La experiencia del almuerzo
Hay problemas de tiempo y calidad y tiempo en los comedores escolares
La semana pasada, mientras me deleitaba con la entusiasmada versión del primer día de clase de mi hijo, pensé en Talia Bradley y Antonia Ritter.
Talia y Antonia escribieron un artículo de fondo en el Minneapolis Star Tribune y expusieron un asunto del que no se habla mucho y que está en el cruce de la epidemia de obesidad en los niños y los costes, limitaciones y política que rodean la implementación escolar del programa Almuerzo Escolar Nacional: la cantidad de tiempo con que cuentan los niños para almorzar.
“En las escuelas públicas de Minneapolis se supone que tenemos 15 minutos para comer, lo que de por sí es poco. Pero en realidad, sólo tenemos 10 u 11 minutos (lo hemos medido)”, señalan las jóvenes autoras. “Tener que apurarse para comer es parte del motivo de la epidemia de obesidad, de los trastornos de alimentación, de la indigestión y de que a los niños no les vaya bien en la escuela. Hay investigaciones que demuestran todos esos aspectos. Los niños simplemente necesitan más tiempo para comer en la escuela”.
También señalan que apurarse para tragar la comida roba a los estudiantes de tiempo para relajarse y charlar en medio de días muy ajetreados e impide que los estudiantes que no pueden comer tan rápidamente vayan afuera para el recreo.

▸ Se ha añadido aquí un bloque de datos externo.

//! mirrorcheck core library.
//!
//! Compares the same logical file across two version-controlled trees (for
//! example a development repository and its distribution mirror), classifies
//! whether the copies are in sync, and when they are not, finds the most
//! recent revision pair with identical content and how far each side has
//! moved since.

pub mod comparator;
pub mod config;
pub mod errors;
pub mod exec;
pub mod models;
pub mod repo;
pub mod resolver;
pub mod transform;

// Re-exports for convenience.
pub use comparator::Comparator;
pub use config::AppConfig;
pub use errors::CoreError;
pub use models::{Commit, ComparisonResult, FilePair, SideInfo, SyncStatus};
pub use repo::{open_repository, Repository};
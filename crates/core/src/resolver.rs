//! Common-ancestor search.
//!
//! Walks two file histories to find the most recent revision on each side
//! whose normalized content is identical, and collects the commits made on
//! each side since then. The side flagged slow drives the outer loop; the
//! other side's history is materialized once and its contents are fetched at
//! most once per search.

use std::collections::HashMap;

use tracing::{debug, info, instrument};

use crate::models::Commit;
use crate::repo::Repository;
use crate::transform::trim_trailing_newlines;

// ---------------------------------------------------------------------------
// Types
// ---------------------------------------------------------------------------

/// One side of a search: a repository and the file's current path in it.
#[derive(Clone, Copy)]
pub struct Endpoint<'a> {
    pub repo: &'a dyn Repository,
    pub path: &'a str,
}

impl<'a> Endpoint<'a> {
    pub fn new(repo: &'a dyn Repository, path: &'a str) -> Self {
        Self { repo, path }
    }
}

/// Per-side outcome of a successful search.
#[derive(Debug, Clone, PartialEq, Eq)]
pub struct SideMatch {
    /// The matching revision.
    pub ancestor: Commit,
    /// Available revisions newer than `ancestor`, newest first.
    pub subsequent_commits: Vec<Commit>,
}

/// A matching revision pair, already mapped back to left/right.
#[derive(Debug, Clone, PartialEq, Eq)]
pub struct CommonAncestor {
    pub left: SideMatch,
    pub right: SideMatch,
}

// ---------------------------------------------------------------------------
// Search
// ---------------------------------------------------------------------------

/// Find the most recent pair of revisions with equal normalized content.
///
/// Returns `None` when no revision of one history matches any revision of
/// the other. Revisions whose content cannot be fetched are skipped and do
/// not count as subsequent commits. When several fast-side revisions match,
/// the newest one wins.
#[instrument(skip_all, fields(left = %left.path, right = %right.path))]
pub fn find_common_ancestor(left: Endpoint<'_>, right: Endpoint<'_>) -> Option<CommonAncestor> {
    let left_drives = left.repo.is_slow();
    let (slow, fast) = if left_drives { (left, right) } else { (right, left) };
    info!(
        slow = %slow.repo.label(),
        fast = %fast.repo.label(),
        "searching for common ancestor"
    );

    let (slow_match, fast_match) = search(slow, fast)?;
    let found = if left_drives {
        CommonAncestor {
            left: slow_match,
            right: fast_match,
        }
    } else {
        CommonAncestor {
            left: fast_match,
            right: slow_match,
        }
    };
    info!(
        left_revision = %found.left.ancestor.revision,
        right_revision = %found.right.ancestor.revision,
        left_ahead = found.left.subsequent_commits.len(),
        right_ahead = found.right.subsequent_commits.len(),
        "common ancestor found"
    );
    Some(found)
}

fn search(slow: Endpoint<'_>, fast: Endpoint<'_>) -> Option<(SideMatch, SideMatch)> {
    let fast_commits: Vec<Commit> = fast.repo.revisions_of_file(fast.path).collect();
    debug!(count = fast_commits.len(), "materialized fast-side history");
    if fast_commits.is_empty() {
        info!("fast side has no history, no common ancestor");
        return None;
    }

    let mut cache = ContentCache::new(fast.repo);
    let mut slow_visited: Vec<Commit> = Vec::new();

    for slow_commit in slow.repo.revisions_of_file(slow.path) {
        let Some(slow_raw) = slow.repo.get_file(&slow_commit.path, Some(&slow_commit.revision)) else {
            debug!(revision = %slow_commit.revision, path = %slow_commit.path, "slow-side revision unavailable, eliding");
            continue;
        };
        let slow_content = trim_trailing_newlines(&slow_raw);

        let mut fast_visited: Vec<Commit> = Vec::new();
        for fast_commit in &fast_commits {
            let equal = match cache.get(fast_commit) {
                None => continue,
                Some(fast_content) => fast_content == slow_content,
            };
            if !equal {
                fast_visited.push(fast_commit.clone());
                continue;
            }
            debug!(fetches = cache.fetches, "fast-side content fetches for search");
            return Some((
                SideMatch {
                    ancestor: slow_commit,
                    subsequent_commits: slow_visited,
                },
                SideMatch {
                    ancestor: fast_commit.clone(),
                    subsequent_commits: fast_visited,
                },
            ));
        }
        slow_visited.push(slow_commit);
    }

    info!(
        slow_revisions = slow_visited.len(),
        fast_revisions = fast_commits.len(),
        "histories exhausted without a match"
    );
    None
}

/// Normalized fast-side contents keyed by revision. `None` records an
/// unavailable revision so it is not fetched again.
struct ContentCache<'a> {
    repo: &'a dyn Repository,
    contents: HashMap<String, Option<String>>,
    fetches: usize,
}

impl<'a> ContentCache<'a> {
    fn new(repo: &'a dyn Repository) -> Self {
        Self {
            repo,
            contents: HashMap::new(),
            fetches: 0,
        }
    }

    fn get(&mut self, commit: &Commit) -> Option<&str> {
        if !self.contents.contains_key(&commit.revision) {
            self.fetches += 1;
            let content = self
                .repo
                .get_file(&commit.path, Some(&commit.revision))
                .map(|raw| trim_trailing_newlines(&raw).to_string());
            if content.is_none() {
                debug!(revision = %commit.revision, path = %commit.path, "fast-side revision unavailable, eliding");
            }
            self.contents.insert(commit.revision.clone(), content);
        }
        self.contents.get(&commit.revision).and_then(|c| c.as_deref())
    }
}
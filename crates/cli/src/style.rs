//! Shared styling utilities for terminal output.

use comfy_table::Color;
use console::Style;
use mirrorcheck_core::SyncStatus;

fn marked(symbol: &str, style: Style, msg: &str) -> String {
    format!("{} {}", style.apply_to(symbol), msg)
}

/// Green checkmark prefix.
pub fn success(msg: &str) -> String {
    marked("✓", Style::new().green(), msg)
}

/// Red cross prefix.
pub fn error(msg: &str) -> String {
    marked("✗", Style::new().red(), msg)
}

/// Yellow warning-sign prefix.
pub fn warn(msg: &str) -> String {
    marked("⚠", Style::new().yellow(), msg)
}

pub fn header(msg: &str) -> String {
    Style::new().bold().apply_to(msg).to_string()
}

pub fn dim(msg: &str) -> String {
    Style::new().dim().apply_to(msg).to_string()
}

/// Table colour for a status: green in sync, cyan one-sided, yellow when
/// one side moved on, red otherwise.
pub fn status_color(status: SyncStatus) -> Color {
    match status {
        SyncStatus::InSync => Color::Green,
        SyncStatus::NewInLeft | SyncStatus::NewInRight => Color::Cyan,
        SyncStatus::LeftAhead | SyncStatus::RightAhead => Color::Yellow,
        SyncStatus::Divergent | SyncStatus::NoCommonAncestor => Color::Red,
    }
}
//! Ordered regular-expression substitutions.

use regex_lite::Regex;
use tracing::trace;

use super::Transform;
use crate::errors::TransformError;

type FileMatcher = Box<dyn Fn(&str) -> bool + Send + Sync>;

/// Rewrites known textual differences (version banners, absolute paths)
/// so they compare equal.
///
/// Each `(pattern, replacement)` pair is applied to the output of the
/// previous one. Replacements support `$1` / `${name}` expansion.
pub struct Substitute {
    substitutions: Vec<(Regex, String)>,
    matcher: Option<FileMatcher>,
}

impl Substitute {
    pub fn new(pairs: &[(String, String)]) -> Result<Self, TransformError> {
        let substitutions = pairs
            .iter()
            .map(|(pattern, replacement)| {
                Regex::new(pattern)
                    .map(|re| (re, replacement.clone()))
                    .map_err(|e| TransformError::InvalidPattern {
                        pattern: pattern.clone(),
                        detail: e.to_string(),
                    })
            })
            .collect::<Result<Vec<_>, _>>()?;
        Ok(Self {
            substitutions,
            matcher: None,
        })
    }

    /// Only rewrite files for which `matcher` returns `true`.
    pub fn with_matcher<F>(mut self, matcher: F) -> Self
    where
        F: Fn(&str) -> bool + Send + Sync + 'static,
    {
        self.matcher = Some(Box::new(matcher));
        self
    }

    /// Only rewrite files matching at least one glob.
    pub fn with_globs(self, globs: Vec<String>) -> Self {
        self.with_matcher(move |path| globs.iter().any(|g| glob_match::glob_match(g, path)))
    }

    fn applies_to(&self, path: &str) -> bool {
        self.matcher.as_ref().map_or(true, |m| m(path))
    }
}

impl Transform for Substitute {
    fn name(&self) -> &str {
        "substitute"
    }

    fn transform(&self, contents: &str, path: &str) -> String {
        if !self.applies_to(path) {
            return contents.to_string();
        }
        let mut out = contents.to_string();
        for (re, replacement) in &self.substitutions {
            let replaced = re.replace_all(&out, replacement.as_str());
            if let std::borrow::Cow::Owned(s) = replaced {
                trace!(pattern = re.as_str(), path, "substitution applied");
                out = s;
            }
        }
        out
    }
}

impl std::fmt::Debug for Substitute {
    fn fmt(&self, f: &mut std::fmt::Formatter<'_>) -> std::fmt::Result {
        let patterns: Vec<&str> = self.substitutions.iter().map(|(re, _)| re.as_str()).collect();
        f.debug_struct("Substitute")
            .field("patterns", &patterns)
            .field("restricted", &self.matcher.is_some())
            .finish()
    }
}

Al leer eso, comprendí totalmente a Talia y Antonia. Mi hijo asistió a una escuela primaria que torturaba a los niños durante el almuerzo de la misma manera.

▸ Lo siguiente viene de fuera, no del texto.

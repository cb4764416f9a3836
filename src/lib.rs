//!
//! This crate implements the SHA-3 hash functions of FIPS 202
//! (SHA3-224, SHA3-256, SHA3-384 and SHA3-512) and HMAC on top of them.
//!
//! # Overview
//!
//! The library is built bottom-up:
//!
//! - the Keccak-f\[1600\] permutation ([`hash::keccak`]), a fixed transformation of a 1600-bit state;
//! - the SHA-3 sponge ([`Sha3`]), absorbing input at a rate that depends on the [`Mode`],
//!   padding it, and squeezing the digest;
//! - HMAC ([`Hmac`]), two nested sponges keyed by the inner and outer pads.
//!
//! Both [`Sha3`] and [`Hmac`] are streaming: input can be fed in chunks of any size,
//! and the result only depends on the concatenation of the chunks.
//!
//! ```
//! use sha3_hmac::{Mode, Sha3};
//!
//! let mut sponge = Sha3::new(Mode::Sha3_256);
//! sponge.update(b"").unwrap();
//! let mut digest = [0u8; 32];
//! sponge.finalize_into(&mut digest).unwrap();
//! assert_eq!(
//!     hex::encode(digest),
//!     "a7ffc6f8bf1ed76651c14756a061d662f580ff4de43b49fa82d80a4b80f8434a"
//! );
//! ```
//!
//! Instances are single-shot. Once finalized, they refuse any further input:
//!
//! ```
//! use sha3_hmac::{Hmac, Mode, Sha3Error};
//!
//! let mut mac = Hmac::new(Mode::Sha3_512, b"key");
//! mac.update(b"message").unwrap();
//! let tag = mac.finalize().unwrap();
//! assert_eq!(tag.len(), 64);
//! assert_eq!(mac.update(b"more"), Err(Sha3Error::InvalidState));
//! ```
//!
//! # One-shot functions
//!
//! [`hash()`] and [`hmac()`] compose initialization, a single update, and finalization,
//! writing the result into a caller-provided buffer.
//! [`sha3_224`], [`sha3_256`], [`sha3_384`] and [`sha3_512`] return fixed-size arrays.
//!
//! ```
//! use sha3_hmac::{hash, sha3_256, Mode};
//!
//! let mut digest = [0u8; 32];
//! hash(Mode::Sha3_256, b"abc", &mut digest).unwrap();
//! assert_eq!(digest, sha3_256(b"abc"));
//! ```
//!
//! # Batteries included
//! - [`hash::fixed`] implements the RustCrypto [`digest`] traits for the four modes,
//!   so that the hashers can be plugged into code generic over [`digest::Digest`];
//! - [`batch::hash_batch`] hashes many messages, in parallel with the `parallel` feature (default).
//!
//! # Security
//!
//! Key pads and sponge states are wiped on drop.
//! The implementation makes no attempt at resisting timing or cache side channels.

#[cfg(target_endian = "big")]
compile_error!(
    r#"
This crate doesn't support big-endian targets.
"#
);

/// Batch hashing.
pub mod batch;
/// Built-in errors.
mod errors;
/// The Keccak permutation and the SHA-3 sponge.
pub mod hash;
/// HMAC-SHA3.
mod hmac;

pub use errors::{Sha3Error, Sha3Result};
pub use hash::fixed::{sha3_224, sha3_256, sha3_384, sha3_512};
pub use hash::{hash, Mode, Sha3};
pub use hmac::{hmac, Hmac};
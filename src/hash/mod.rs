/// Statically-sized hashers for the [`digest`] traits.
pub mod fixed;
/// The Keccak-f\[1600\] permutation.
pub mod keccak;
/// SHA-3 modes and their parameters.
mod mode;
/// The SHA-3 sponge.
mod sponge;

pub use keccak::KeccakState;
pub use mode::{Mode, MAX_BLOCK_SIZE, MAX_DIGEST_LEN};
pub use sponge::{hash, Sha3};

En este momento quizás ustedes piensen, “Bueno, hablar de tortura es un poco exagerado”, pero no. Los comedores y cafeterías escolares están llenos de falta de humanidad y ni siquiera estoy hablando de esos grupos de niños populares que aíslan a los más tímidos. He pasado tiempo en muchos comedores escolares y he presenciado lo horrible que es todo el proceso.
Primero está la calidad de la comida: generalmente hay contenedores llenos de pedazos geométricos fritos, supuestamente pollo; una carne picada aguachenta, que se hace pasar por relleno de tacos/sloppy joes/Salisbury steak; y tristes naranjas y manzanas con abolladuras, que son habitualmente ignoradas en favor de los helados y las coloridas bolsas de snacks. Lo incomible de las porquerías que sirven a nuestros hijos atenúa un poco la conmoción de observar a masas de niños mientras tiran a la basura platos prácticamente sin tocar -pero sólo un poco.

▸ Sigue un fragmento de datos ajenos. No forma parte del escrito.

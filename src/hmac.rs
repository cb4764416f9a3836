//! HMAC over the SHA-3 sponge.
//!
//! `HMAC(K, m) = H((K' ^ opad) || H((K' ^ ipad) || m))`, where `K'` is the key,
//! first replaced by its digest if it is longer than the block size of `H`,
//! then zero-padded to the block size.
use zeroize::{Zeroize, ZeroizeOnDrop};

use crate::errors::{Sha3Error, Sha3Result};
use crate::hash::{Mode, Sha3, MAX_BLOCK_SIZE, MAX_DIGEST_LEN};

/// Byte XORed into the key to obtain the inner pad.
const IPAD: u8 = 0x36;
/// Byte XORed into the key to obtain the outer pad.
const OPAD: u8 = 0x5c;

/// A streaming HMAC-SHA3 instance.
///
/// The inner hash is committed to the key as soon as the instance is created;
/// message bytes are then fed with [`Hmac::update`], and the tag is obtained with
/// [`Hmac::finalize_into`]. An instance produces exactly one tag.
///
/// ```
/// use sha3_hmac::{hmac, Hmac, Mode};
///
/// let mut mac = Hmac::new(Mode::Sha3_256, b"key");
/// mac.update(b"The quick brown fox ").unwrap();
/// mac.update(b"jumps over the lazy dog").unwrap();
/// let tag = mac.finalize().unwrap();
///
/// let mut expected = [0u8; 32];
/// hmac(Mode::Sha3_256, b"The quick brown fox jumps over the lazy dog", b"key", &mut expected).unwrap();
/// assert_eq!(tag, expected);
/// ```
#[derive(Clone)]
pub struct Hmac {
    ipad: [u8; MAX_BLOCK_SIZE],
    opad: [u8; MAX_BLOCK_SIZE],
    inner: Sha3,
    mode: Mode,
}

impl Hmac {
    /// Derives the key pads from `key` and absorbs the inner pad.
    ///
    /// Keys longer than the block size of `mode` are hashed first; shorter keys are zero-padded.
    pub fn new(mode: Mode, key: &[u8]) -> Self {
        let block_size = mode.block_size();
        let digest_len = mode.digest_len();

        let mut hashed_key = [0u8; MAX_DIGEST_LEN];
        let key = if key.len() > block_size {
            log::debug!(
                "HMAC-{}: key of {} bytes exceeds the block size of {} bytes, hashing it",
                mode,
                key.len(),
                block_size
            );
            Sha3::digest_into(mode, key, &mut hashed_key[..digest_len]);
            &hashed_key[..digest_len]
        } else {
            key
        };

        let mut ipad = [0u8; MAX_BLOCK_SIZE];
        let mut opad = [0u8; MAX_BLOCK_SIZE];
        ipad[..key.len()].copy_from_slice(key);
        opad[..key.len()].copy_from_slice(key);
        ipad[..block_size].iter_mut().for_each(|b| *b ^= IPAD);
        opad[..block_size].iter_mut().for_each(|b| *b ^= OPAD);
        hashed_key.zeroize();

        let mut inner = Sha3::new(mode);
        inner.absorb(&ipad[..block_size]);
        Self {
            ipad,
            opad,
            inner,
            mode,
        }
    }

    /// Like [`Hmac::new`], selecting the mode from its output size in bits.
    pub fn with_bits(bits: usize, key: &[u8]) -> Sha3Result<Self> {
        Ok(Self::new(Mode::try_from(bits)?, key))
    }

    pub fn mode(&self) -> Mode {
        self.mode
    }

    /// Bytes written by [`Hmac::finalize_into`].
    pub fn mac_len(&self) -> usize {
        self.mode.digest_len()
    }

    /// Whether the tag has already been produced.
    pub fn is_finalized(&self) -> bool {
        self.inner.is_finalized()
    }

    /// Feeds `input` to the inner hash.
    ///
    /// Fails with [`Sha3Error::InvalidState`] once the tag has been produced.
    pub fn update(&mut self, input: &[u8]) -> Sha3Result<()> {
        self.inner.update(input)
    }

    /// Closes the inner hash and writes the tag in the first [`Hmac::mac_len`] bytes of `output`.
    ///
    /// Fails with [`Sha3Error::InvalidState`] if the tag was already produced,
    /// and with [`Sha3Error::NullOutput`] if `output` is shorter than the tag.
    /// On failure `output` is left untouched.
    pub fn finalize_into(&mut self, output: &mut [u8]) -> Sha3Result<()> {
        let block_size = self.mode.block_size();
        let digest_len = self.mode.digest_len();
        if output.len() < digest_len && !self.inner.is_finalized() {
            return Err(Sha3Error::NullOutput);
        }

        let mut outer_input = [0u8; MAX_BLOCK_SIZE + MAX_DIGEST_LEN];
        self.inner
            .finalize_into(&mut outer_input[block_size..block_size + digest_len])?;
        outer_input[..block_size].copy_from_slice(&self.opad[..block_size]);
        Sha3::digest_into(
            self.mode,
            &outer_input[..block_size + digest_len],
            &mut output[..digest_len],
        );
        outer_input.zeroize();
        Ok(())
    }

    /// Like [`Hmac::finalize_into`], returning the tag in a new vector.
    pub fn finalize(&mut self) -> Sha3Result<Vec<u8>> {
        let mut tag = vec![0u8; self.mac_len()];
        self.finalize_into(&mut tag)?;
        Ok(tag)
    }

    /// Finalizes and compares the tag with `expected`.
    ///
    /// A tag of the wrong length never matches. The comparison is not constant-time.
    pub fn verify(&mut self, expected: &[u8]) -> Sha3Result<bool> {
        let mut tag = [0u8; MAX_DIGEST_LEN];
        let tag_len = self.mac_len();
        self.finalize_into(&mut tag[..tag_len])?;
        let matches = &tag[..tag_len] == expected;
        tag.zeroize();
        Ok(matches)
    }
}

/// Wiping the key pads also retires the instance, so no tag is ever computed
/// from wiped pads.
impl Zeroize for Hmac {
    fn zeroize(&mut self) {
        self.ipad.zeroize();
        self.opad.zeroize();
        self.inner.zeroize();
    }
}

impl Drop for Hmac {
    fn drop(&mut self) {
        self.ipad.zeroize();
        self.opad.zeroize();
    }
}

impl ZeroizeOnDrop for Hmac {}

impl std::io::Write for Hmac {
    fn write(&mut self, buf: &[u8]) -> std::io::Result<usize> {
        self.update(buf)?;
        Ok(buf.len())
    }

    fn flush(&mut self) -> std::io::Result<()> {
        Ok(())
    }
}

impl ::core::fmt::Debug for Hmac {
    fn fmt(&self, f: &mut ::core::fmt::Formatter<'_>) -> ::core::fmt::Result {
        // Ensure that the key pads aren't accidentally logged
        write!(
            f,
            "Hmac {{ mode: {}, finalized: {} }}",
            self.mode,
            self.is_finalized()
        )
    }
}

/// One-shot HMAC: writes the tag of `input` under `key` into the first
/// `mode.digest_len()` bytes of `output`.
///
/// Fails with [`Sha3Error::InvalidArgument`] if `output` is shorter than the tag,
/// before any work is done.
pub fn hmac(mode: Mode, input: &[u8], key: &[u8], output: &mut [u8]) -> Sha3Result<()> {
    if output.len() < mode.digest_len() {
        return Err(Sha3Error::InvalidArgument);
    }
    let mut mac = Hmac::new(mode, key);
    mac.update(input)?;
    mac.finalize_into(output)
}

#[cfg(test)]
mod tests {
    use super::*;

    #[test]
    fn test_pads() {
        let mode = Mode::Sha3_512;
        let mac = Hmac::new(mode, b"\x01\x02");
        assert_eq!(&mac.ipad[..3], &[0x37, 0x34, 0x36]);
        assert_eq!(&mac.opad[..3], &[0x5d, 0x5e, 0x5c]);
        assert!(mac.ipad[2..mode.block_size()].iter().all(|&b| b == IPAD));
        assert!(mac.opad[2..mode.block_size()].iter().all(|&b| b == OPAD));
        // bytes past the block size are never used
        assert!(mac.ipad[mode.block_size()..].iter().all(|&b| b == 0));
    }

    #[test]
    fn test_long_key_is_hashed_into_pads() {
        for mode in Mode::ALL {
            let key = vec![0x42u8; mode.block_size() + 1];
            let mac = Hmac::new(mode, &key);
            let hashed = {
                let mut sponge = Sha3::new(mode);
                sponge.update(&key).unwrap();
                sponge.finalize().unwrap()
            };
            for (i, &b) in mac.ipad[..mode.block_size()].iter().enumerate() {
                let key_byte = hashed.get(i).copied().unwrap_or(0);
                assert_eq!(b, key_byte ^ IPAD);
            }
        }
    }

    #[test]
    fn test_block_size_key_is_used_verbatim() {
        for mode in Mode::ALL {
            let key = vec![0x42u8; mode.block_size()];
            let mac = Hmac::new(mode, &key);
            assert!(mac.opad[..mode.block_size()]
                .iter()
                .all(|&b| b == 0x42 ^ OPAD));
        }
    }

    #[test]
    fn test_zeroize_retires_mac() {
        for mode in Mode::ALL {
            let mut mac = Hmac::new(mode, b"key");
            mac.update(b"message").unwrap();
            mac.zeroize();
            assert!(mac.ipad.iter().chain(&mac.opad).all(|&b| b == 0));
            assert!(mac.is_finalized());
            assert_eq!(mac.update(b"more"), Err(Sha3Error::InvalidState));
            assert_eq!(mac.finalize(), Err(Sha3Error::InvalidState));
            assert_eq!(mac.verify(&[0u8; MAX_DIGEST_LEN]), Err(Sha3Error::InvalidState));
        }
    }

    #[test]
    fn test_debug_hides_key() {
        let mac = Hmac::new(Mode::Sha3_224, b"secret");
        assert_eq!(
            format!("{:?}", mac),
            "Hmac { mode: SHA3-224, finalized: false }"
        );
    }
}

Y después está el trato de los niños como si fueran ganado. En las numerosas escuelas en que los horarios son tan apretados que hasta los niños de primer y segundo grado no cuentan con un viaje al baño, ayudantes del comedor guían a los niños en rebaño y mediante gritos, hacia las colas para obtener los alimentos, para pasar por la caja, para sentarse a las mesas y más colas para salir a la zona de recreo.
Cuando era maestra de primer grado, iba al comedor en busca de un pedazo de grasosa pizza y podía ver de cerca por qué algunos de mis estudiantes mostraban signos de ansiedad cuando se acercaba la hora del almuerzo.
El año pasado, mi hijo de quinto grado que tiene un poco de remilgos con la comida, llegaba a casa después de la escuela con dolor de cabeza por no comer, pues no había tenido tiempo suficiente para masticar y tragar demasiado antes de que alguien lo empujara a la zona de recreo. Y yo sabía que no estaba exagerando -enseñé en el mismo distrito escolar, donde sentía escalofríos cada vez que veía a los monitores del comedor gritando en las caras de los niños “come-come-come” como si estuvieran arriando ganado.
Una encuesta realizada el año pasado por la School Nutrition Association informó que aunque el Gobierno recomienda que los estudiantes cuenten por lo menos con 20 minutos para comer, muchos tienen sólo 10 minutos después de usar el baño y pasar por las colas de la cafetería.
Lo que me lleva de vuelta a la noche en que mi hijo -que estaba un poco nervioso al empezar su primer año de la escuela media- me contó qué maravilloso era el almuerzo. Además de que la comida sabía mejor en esta nueva escuela, me dijo que la pudo terminar porque tuvo casi media hora para comerla.
Y eso me llevó a pensar en Talia y Antonia. Su llamado público de ayuda, la primavera pasada, logró que la superintendente de las escuelas de Minneapolis experimentara en persona el proceso del almuerzo y prometiera encontrar una solución, la que, este otoño, les habrá ganado a los estudiantes cinco minutos extra.
Espero poder ayudar a amplificar su pedido: Que la lucha por los derechos de los estudiantes a tener más tiempo para masticar y tragar su comida se oiga mucho más allá de los pasillos de las escuelas públicas de Minnesota.